In a new report, the Institute for Public Policy Research, a leading think-tank, has said that Government plans to 'ring-fence' banks' retail and investment activities are "too timid". It has instead called (72-page / 1.4MB PDF) for a complete separation of retail and investment banking into different organisations.
However, banking law specialist Tony Anderson of Pinsent Masons, the law firm behind Out-Law.com, said that the IPPR's paper had failed to account for the global nature of banking and said implementation of its key recommendation would put the UK at odds with how financial institutions are regulated in the EU and US.
"There appears to be a gathering of support within the UK for a full separation of retail and investment banking as opposed to ring fencing," Anderson said. "This is not being proposed anywhere else. Rather than further divergence what we urgently need is regulatory consensus between the key jurisdictions affected by the financial crisis – the US, the Eurozone and the UK."
"The report doesn’t appear to address this need and focuses on the UK economy in isolation - there is little reference to the current EU banking reforms for example. Banking is a global business operating in a global economy, and according to the report, London is the leading global financial centre. This position needs to be preserved in a co-ordinated, regulatory risk framework," he added.
The author of the IPPR's report, the think-tank's senior economist and associate director for economic policy Tony Dolphin, said that whilst the ring-fencing of retail banking from investment banking would reduce the risk that taxpayers would have to bail-out failing banks, completely separating the two functions into separate organisations would "increase competition" and ensure no institutions grew to be 'too big to fail'. In addition, he said the move would reduce the cost of banking to consumers.
Dolphin said that the UK would benefit from greater competition in retail banking, and called on "barriers to entry" to the market to be reduced. He also said that senior directors and managers involved in investment banking should be made personally liable for financial losses when things go wrong. This would curb "excessive" risk-taking in the sector.

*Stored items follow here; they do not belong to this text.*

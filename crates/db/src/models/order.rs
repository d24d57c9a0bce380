use chrono::{DateTime, Utc};
use serde::{Deserialize, Serialize};
use sqlx::{FromRow, SqlitePool, Type};
use strum_macros::{Display, EnumString};
use uuid::Uuid;

use super::{loading_plan::OptimizationResult, order_data::OrderData};

/// Processing state of an uploaded purchase order
#[derive(
    Debug, Clone, Copy, Type, Serialize, Deserialize, PartialEq, Eq, EnumString, Display, Default,
)]
#[sqlx(type_name = "order_status", rename_all = "lowercase")]
#[serde(rename_all = "lowercase")]
#[strum(serialize_all = "lowercase")]
pub enum OrderStatus {
    #[default]
    Pending,
    Processing,
    Completed,
    Failed,
}

#[derive(Debug, Clone, FromRow)]
pub struct Order {
    pub id: Uuid,
    pub document_path: String,
    pub status: OrderStatus,
    pub raw_ocr_data: Option<String>, // JSON-serialized OrderData
    pub loading_instructions: Option<String>, // JSON-serialized OptimizationResult
    pub created_at: DateTime<Utc>,
    pub updated_at: DateTime<Utc>,
}

impl Order {
    pub fn parsed_ocr_data(&self) -> Option<OrderData> {
        self.raw_ocr_data
            .as_ref()
            .and_then(|json| serde_json::from_str(json).ok())
    }

    pub fn parsed_loading_instructions(&self) -> Option<OptimizationResult> {
        self.loading_instructions
            .as_ref()
            .and_then(|json| serde_json::from_str(json).ok())
    }
}

/// Row in the order list
#[derive(Debug, Clone, Serialize, Deserialize)]
pub struct OrderSummary {
    pub id: Uuid,
    pub order_number: Option<String>,
    pub po_number: Option<String>,
    pub status: OrderStatus,
    pub document_path: String,
    pub created_at: DateTime<Utc>,
}

impl From<Order> for OrderSummary {
    fn from(order: Order) -> Self {
        let header = order.parsed_ocr_data().map(|data| data.order_header);
        let non_empty = |s: String| (!s.is_empty()).then_some(s);

        Self {
            id: order.id,
            order_number: header
                .as_ref()
                .and_then(|h| non_empty(h.order_number.clone())),
            po_number: header.and_then(|h| non_empty(h.po_number)),
            status: order.status,
            document_path: order.document_path,
            created_at: order.created_at,
        }
    }
}

/// Order detail as shown to the user. Currency lines are already filtered
/// out of `order_data`.
#[derive(Debug, Clone, Serialize, Deserialize)]
pub struct OrderDetail {
    pub id: Uuid,
    pub document_path: String,
    pub status: OrderStatus,
    pub order_data: Option<OrderData>,
    pub loading_instructions: Option<OptimizationResult>,
    pub created_at: DateTime<Utc>,
    pub updated_at: DateTime<Utc>,
}

impl From<Order> for OrderDetail {
    fn from(order: Order) -> Self {
        Self {
            order_data: order
                .parsed_ocr_data()
                .map(|data| data.without_currency_items()),
            loading_instructions: order.parsed_loading_instructions(),
            id: order.id,
            document_path: order.document_path,
            status: order.status,
            created_at: order.created_at,
            updated_at: order.updated_at,
        }
    }
}

fn to_json<T: Serialize>(value: &T) -> Result<String, sqlx::Error> {
    serde_json::to_string(value).map_err(|e| sqlx::Error::Protocol(e.to_string()))
}

impl Order {
    pub async fn create(
        pool: &SqlitePool,
        id: Uuid,
        document_path: &str,
    ) -> Result<Self, sqlx::Error> {
        let now = Utc::now();
        sqlx::query_as::<_, Order>(
            r#"
            INSERT INTO orders (id, document_path, status, created_at, updated_at)
            VALUES (?, ?, ?, ?, ?)
            RETURNING id, document_path, status, raw_ocr_data, loading_instructions, created_at, updated_at
            "#,
        )
        .bind(id)
        .bind(document_path)
        .bind(OrderStatus::Pending)
        .bind(now)
        .bind(now)
        .fetch_one(pool)
        .await
    }

    pub async fn find_all(pool: &SqlitePool) -> Result<Vec<Self>, sqlx::Error> {
        sqlx::query_as::<_, Order>(
            r#"
            SELECT id, document_path, status, raw_ocr_data, loading_instructions, created_at, updated_at
            FROM orders
            ORDER BY created_at DESC
            "#,
        )
        .fetch_all(pool)
        .await
    }

    pub async fn find_by_id(pool: &SqlitePool, id: Uuid) -> Result<Option<Self>, sqlx::Error> {
        sqlx::query_as::<_, Order>(
            r#"
            SELECT id, document_path, status, raw_ocr_data, loading_instructions, created_at, updated_at
            FROM orders
            WHERE id = ?
            "#,
        )
        .bind(id)
        .fetch_optional(pool)
        .await
    }

    pub async fn update_status(
        pool: &SqlitePool,
        id: Uuid,
        status: OrderStatus,
    ) -> Result<Option<Self>, sqlx::Error> {
        sqlx::query_as::<_, Order>(
            r#"
            UPDATE orders
            SET status = ?, updated_at = ?
            WHERE id = ?
            RETURNING id, document_path, status, raw_ocr_data, loading_instructions, created_at, updated_at
            "#,
        )
        .bind(status)
        .bind(Utc::now())
        .bind(id)
        .fetch_optional(pool)
        .await
    }

    /// Replace `raw_ocr_data` wholesale, optionally moving the status along.
    pub async fn update_ocr_data(
        pool: &SqlitePool,
        id: Uuid,
        data: &OrderData,
        status: Option<OrderStatus>,
    ) -> Result<Option<Self>, sqlx::Error> {
        let json = to_json(data)?;
        sqlx::query_as::<_, Order>(
            r#"
            UPDATE orders
            SET raw_ocr_data = ?,
                status = COALESCE(?, status),
                updated_at = ?
            WHERE id = ?
            RETURNING id, document_path, status, raw_ocr_data, loading_instructions, created_at, updated_at
            "#,
        )
        .bind(json)
        .bind(status)
        .bind(Utc::now())
        .bind(id)
        .fetch_optional(pool)
        .await
    }

    /// Replace the stored loading plan. Last write wins.
    pub async fn update_loading_instructions(
        pool: &SqlitePool,
        id: Uuid,
        result: &OptimizationResult,
    ) -> Result<Option<Self>, sqlx::Error> {
        let json = to_json(result)?;
        sqlx::query_as::<_, Order>(
            r#"
            UPDATE orders
            SET loading_instructions = ?, updated_at = ?
            WHERE id = ?
            RETURNING id, document_path, status, raw_ocr_data, loading_instructions, created_at, updated_at
            "#,
        )
        .bind(json)
        .bind(Utc::now())
        .bind(id)
        .fetch_optional(pool)
        .await
    }
}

"In a situation where the government is forced to bail out the investment banking division of a bank, senior management (and the board) of the parent bank and the investment bank should suffer the internal equivalent of bankruptcy," Dolphin said in his report. "They would lose their jobs, together with any deferred bonuses and pension rights."
"In effect, this is an attempt to re-impose some of the constraints of the partnership model onto a sector that has largely abandoned it in favour of the relative security (for senior management) of the limited liability structure. This could operate in the context of a bank that has retail and investment banking operations, or for an institution involved only in investment banking," he added.
Last year the Government published a white paper on banking reform in which it detailed how "critical banking services" should be ring-fenced from riskier investment activities in order to protect them from wider economic shocks.
The ring-fencing of retail banking activities was first recommended by Sir John Vickers' Independent Commission on Banking (ICB) in its report on banking reform in 2011. By 2019 each major bank will have to ensure that separate subsidiaries within their wider group structures operate retail and investment banking activities.
Ring-fenced banks will need to be legally and operationally distinct entities from non ring-fenced banks, and will not be able to own or hold the capital of other non ring-fenced entities within the group. In addition, ring-fenced banks will not be able to carry out any activities through subsidiaries or branches based outside the European Economic Area (EEA).
Only ring-fenced banks will be able to accept deposits from and provide overdrafts to retail customers, according to the Government plans. Similarly, ring-fenced banks will not be able to carry out certain pre-defined activities including international and wholesale and investment banking services and dealing in investments as principal. However, ring-fenced banks may be permitted to provide "simple" derivative products to their customers provided that a number of conditions are met.
Last month the Parliamentary Commission on Banking Standards called on the Government to "electrify" the proposed 'ring-fencing' requirement after it warned that banks could 'game' the rules "unless incentivised not to".